→ **PROBLEM**:
Range to output from the entries below: the line containing "pub fn reset(&mut" through the line containing "remembering the device". Set it down exactly, ends included, nothing else.

→ **GIVEN RECORDS**:
//! The processor instance and its fetch-decode-execute loop.
//!
//! A [`Cpu`] is exclusively owned by whoever drives its run loop; the only
//! cross-thread signal into a running loop is the console-escape flag, an
//! atomic the host can set at any time and the loop samples at one defined
//! point per cycle. Everything else a front end wants (register pokes,
//! breakpoint changes) happens between `run` calls through the state
//! accessors.

use std::collections::{BTreeMap, HashSet};
use std::sync::atomic::{AtomicBool, Ordering};
use std::sync::Arc;

use log::{debug, info, trace};

use crate::addr::Address;
use crate::bus::IoBus;
use crate::decode::{DecodedInstruction, Decoder, Radix};
use crate::execute::{execute, Flow};
use crate::fault::CpuError;
use crate::interrupt;
use crate::memory::MemoryBus;
use crate::state::CpuState;

/// Default bound on indirection-chain hops.
pub const DEFAULT_INDIRECTION_LIMIT: u32 = 64;

/// Immutable per-instance configuration.
#[derive(Debug, Clone, Copy, PartialEq, Eq)]
pub struct CpuConfig {
    /// Hop bound for indirection chains; exceeding it is a fatal error.
    pub indirection_limit: u32,
    /// Radix used for disassembly text.
    pub radix: Radix,
}

impl Default for CpuConfig {
    fn default() -> Self {
        Self {
            indirection_limit: DEFAULT_INDIRECTION_LIMIT,
            radix: Radix::Octal,
        }
    }
}

/// Why a run stopped.
#[derive(Debug, Clone, PartialEq, Eq)]
pub enum StopReason {
    /// The program counter hit a breakpoint before executing.
    Breakpoint(u32),
    /// The console-escape flag was raised by another thread.
    ConsoleEscape,
    /// A HALT instruction retired.
    Halted,
    /// Decode or execution failed.
    Failed(CpuError),
}

/// Per-run options.
#[derive(Debug, Clone, Default)]
pub struct RunOptions {
    /// Produce disassembly text for each executed instruction.
    pub disassemble: bool,
    /// Physical addresses that stop the loop before execution.
    pub breakpoints: HashSet<u32>,
}

/// Outcome of a run: the stop condition, its human-readable detail, and the
/// per-mnemonic execution histogram accumulated so far.
#[derive(Debug, Clone, PartialEq)]
pub struct RunReport {
    /// Why the loop returned.
    pub stop: StopReason,
    /// Detail text for post-mortem display.
    pub detail: String,
    /// Executed-instruction frequencies.
    pub instr_counts: BTreeMap<&'static str, u64>,
}

/// One emulated processor.
pub struct Cpu {
    state: CpuState,
    decoder: Decoder,
    config: CpuConfig,
    escape: Arc<AtomicBool>,
    boot_device: Option<u8>,
}

impl Cpu {
    /// Builds a processor, constructing its classifier lookup once.
    #[must_use]
    pub fn new(config: CpuConfig) -> Self {
        Self {
            state: CpuState::default(),
            decoder: Decoder::new(),
            config,
            escape: Arc::new(AtomicBool::new(false)),
            boot_device: None,
        }
    }

    /// The register block.
    #[must_use]
    pub const fn state(&self) -> &CpuState {
        &self.state
    }

    /// Mutable access to the register block, for front-end pokes between
    /// runs.
    pub const fn state_mut(&mut self) -> &mut CpuState {
        &mut self.state
    }

    /// The configuration this processor was built with.
    #[must_use]
    pub const fn config(&self) -> &CpuConfig {
        &self.config
    }

    /// A handle to the console-escape flag. Setting it from any thread
    /// stops the run loop at its next cycle boundary.
    #[must_use]
    pub fn escape_handle(&self) -> Arc<AtomicBool> {
        Arc::clone(&self.escape)
    }

    /// Restores power-on state.
    pub fn reset(&mut self) {
        info!("processor reset");
        self.state.reset();
        self.escape.store(false, Ordering::Release);
    }

    /// Resets and arranges to start at `entry_pc`, remembering the device
    /// the bootstrap came from for the host's benefit.
    pub fn boot(&mut self, device: u8, entry_pc: u32) {
        self.reset();
        self.boot_device = Some(device);
        self.state.set_pc(Address::from_phys(entry_pc));
        info!("boot from device {device:#o} at {entry_pc:#o}");
    }

    /// The device the last boot used, if any.
    #[must_use]
    pub const fn boot_device(&self) -> Option<u8> {
        self.boot_device
    }

    /// Classifies and decodes the instruction at the current program
    /// counter without executing it.
    ///
    /// # Errors
    ///
    /// Decode failures and operand-fetch faults, as [`CpuError`].
    pub fn decode_current(
        &self,
        mem: &dyn MemoryBus,
        disassemble: bool,
    ) -> Result<DecodedInstruction, CpuError> {
        let pc = self.state.pc();
        let opcode = mem
            .try_read_word(pc.phys())
            .ok_or(CpuError::MemoryFault { addr: pc.phys() })?;
        // Ring privileges only bind once translation is on; an unmapped
        // machine runs with the full legacy instruction set.
        let lef_mode = self.state.atu_on() && self.state.lef_mode();
        let io_on = !self.state.atu_on() || self.state.io_allowed();
        self.decoder.decode(
            opcode,
            pc,
            lef_mode,
            io_on,
            disassemble,
            self.config.radix,
            mem,
        )
    }

    /// Executes one already-decoded instruction, advancing the program
    /// counter. Stack faults and interrupts are handled internally and do
    /// not surface here.
    ///
    /// # Errors
    ///
    /// [`CpuError::Unimplemented`] and the handlers' fatal conditions.
    pub fn execute_one(
        &mut self,
        instr: &DecodedInstruction,
        mem: &mut dyn MemoryBus,
        bus: &mut dyn IoBus,
    ) -> Result<(), CpuError> {
        execute(
            &mut self.state,
            mem,
            bus,
            self.config.indirection_limit,
            instr,
        )
        .map(|_| ())
    }

    /// Runs the fetch-decode-execute loop until a stop condition.
    ///
    /// Stop conditions: a matched breakpoint, the console-escape flag, a
    /// retired HALT, decode failure, or execution failure. The report
    /// carries the per-instruction histogram accumulated up to the stop.
    pub fn run(
        &mut self,
        mem: &mut dyn MemoryBus,
        bus: &mut dyn IoBus,
        options: &RunOptions,
    ) -> RunReport {
        let mut counts: BTreeMap<&'static str, u64> = BTreeMap::new();
        let limit = self.config.indirection_limit;

        loop {
            // The one defined cross-thread cancellation point per cycle.
            if self.escape.swap(false, Ordering::AcqRel) {
                return report(StopReason::ConsoleEscape, "console escape", counts);
            }

            let pc = self.state.pc().phys();
            if options.breakpoints.contains(&pc) {
                debug!("breakpoint at {pc:#o}");
                return report(StopReason::Breakpoint(pc), "breakpoint", counts);
            }

            let instr = match self.decode_current(mem, options.disassemble) {
                Ok(instr) => instr,
                Err(err) => {
                    return report(StopReason::Failed(err.clone()), &err.to_string(), counts);
                }
            };
            if let Some(text) = &instr.text {
                trace!("{pc:#o}: {text}");
            }

            let flow = match execute(&mut self.state, mem, bus, limit, &instr) {
                Ok(flow) => flow,
                Err(err) => {
                    return report(StopReason::Failed(err.clone()), &err.to_string(), counts);
                }
            };
            *counts.entry(instr.mnemonic).or_insert(0) += 1;

            if flow == Flow::Halt {
                return report(StopReason::Halted, "halted", counts);
            }

            if let Err(err) = interrupt::poll(&mut self.state, mem, bus, limit) {
                return report(StopReason::Failed(err.clone()), &err.to_string(), counts);
            }
        }
    }
}

impl Default for Cpu {
    fn default() -> Self {
        Self::new(CpuConfig::default())
    }
}

fn report(stop: StopReason, detail: &str, counts: BTreeMap<&'static str, u64>) -> RunReport {
    RunReport {
        stop,
        detail: detail.to_string(),
        instr_counts: counts,
    }
}

#[cfg(test)]
mod tests {
    use super::{Cpu, CpuConfig, RunOptions, StopReason};
    use crate::bus::NullBus;
    use crate::memory::{FlatMemory, MemoryBus};

    /// HALT encodes as DOC 0,CPU.
    const HALT: u16 = 0x663F;

    #[test]
    fn run_stops_cleanly_on_halt() {
        let mut cpu = Cpu::default();
        let mut mem = FlatMemory::new(0x1000);
        let mut bus = NullBus;
        // LDA 0 0; HALT.
        mem.load(0, &[0o020000, HALT]);
        let run = cpu.run(&mut mem, &mut bus, &RunOptions::default());
        assert_eq!(run.stop, StopReason::Halted);
        assert_eq!(run.instr_counts.get("LDA"), Some(&1));
        assert_eq!(run.instr_counts.get("HALT"), Some(&1));
        assert_eq!(cpu.state().pc().phys(), 2);
    }

    #[test]
    fn run_stops_on_breakpoints_before_executing() {
        let mut cpu = Cpu::default();
        let mut mem = FlatMemory::new(0x1000);
        let mut bus = NullBus;
        mem.load(0, &[0o020000, 0o020000, HALT]);
        let mut options = RunOptions::default();
        options.breakpoints.insert(1);
        let run = cpu.run(&mut mem, &mut bus, &options);
        assert_eq!(run.stop, StopReason::Breakpoint(1));
        assert_eq!(run.instr_counts.get("LDA"), Some(&1));
    }

    #[test]
    fn run_reports_decode_failures_with_the_histogram_so_far() {
        let mut cpu = Cpu::default();
        let mut mem = FlatMemory::new(0x1000);
        let mut bus = NullBus;
        // MUL's slot with accumulator bits set matches nothing: the legacy
        // entry declines the reserved tail and the extended entry is fully
        // fixed.
        mem.load(0, &[0o020000, 0xA4B8]);
        let run = cpu.run(&mut mem, &mut bus, &RunOptions::default());
        assert!(matches!(run.stop, StopReason::Failed(_)));
        assert!(run.detail.contains("no instruction"));
        assert_eq!(run.instr_counts.get("LDA"), Some(&1));
    }

    #[test]
    fn escape_flag_stops_the_loop() {
        let mut cpu = Cpu::default();
        let mut mem = FlatMemory::new(64);
        let mut bus = NullBus;
        cpu.escape_handle().store(true, std::sync::atomic::Ordering::Release);
        let run = cpu.run(&mut mem, &mut bus, &RunOptions::default());
        assert_eq!(run.stop, StopReason::ConsoleEscape);
    }

    #[test]
    fn boot_resets_and_sets_the_entry_point() {
        let mut cpu = Cpu::new(CpuConfig::default());
        cpu.state_mut().set_ac(0, 7);
        cpu.boot(0o27, 0o400);
        assert_eq!(cpu.state().ac(0), 0);
        assert_eq!(cpu.state().pc().phys(), 0o400);
        assert_eq!(cpu.boot_device(), Some(0o27));
    }
}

→ **ANSWER BELOW**:
    pub fn reset(&mut self) {
        info!("processor reset");
        self.state.reset();
        self.escape.store(false, Ordering::Release);
    }

    /// Resets and arranges to start at `entry_pc`, remembering the device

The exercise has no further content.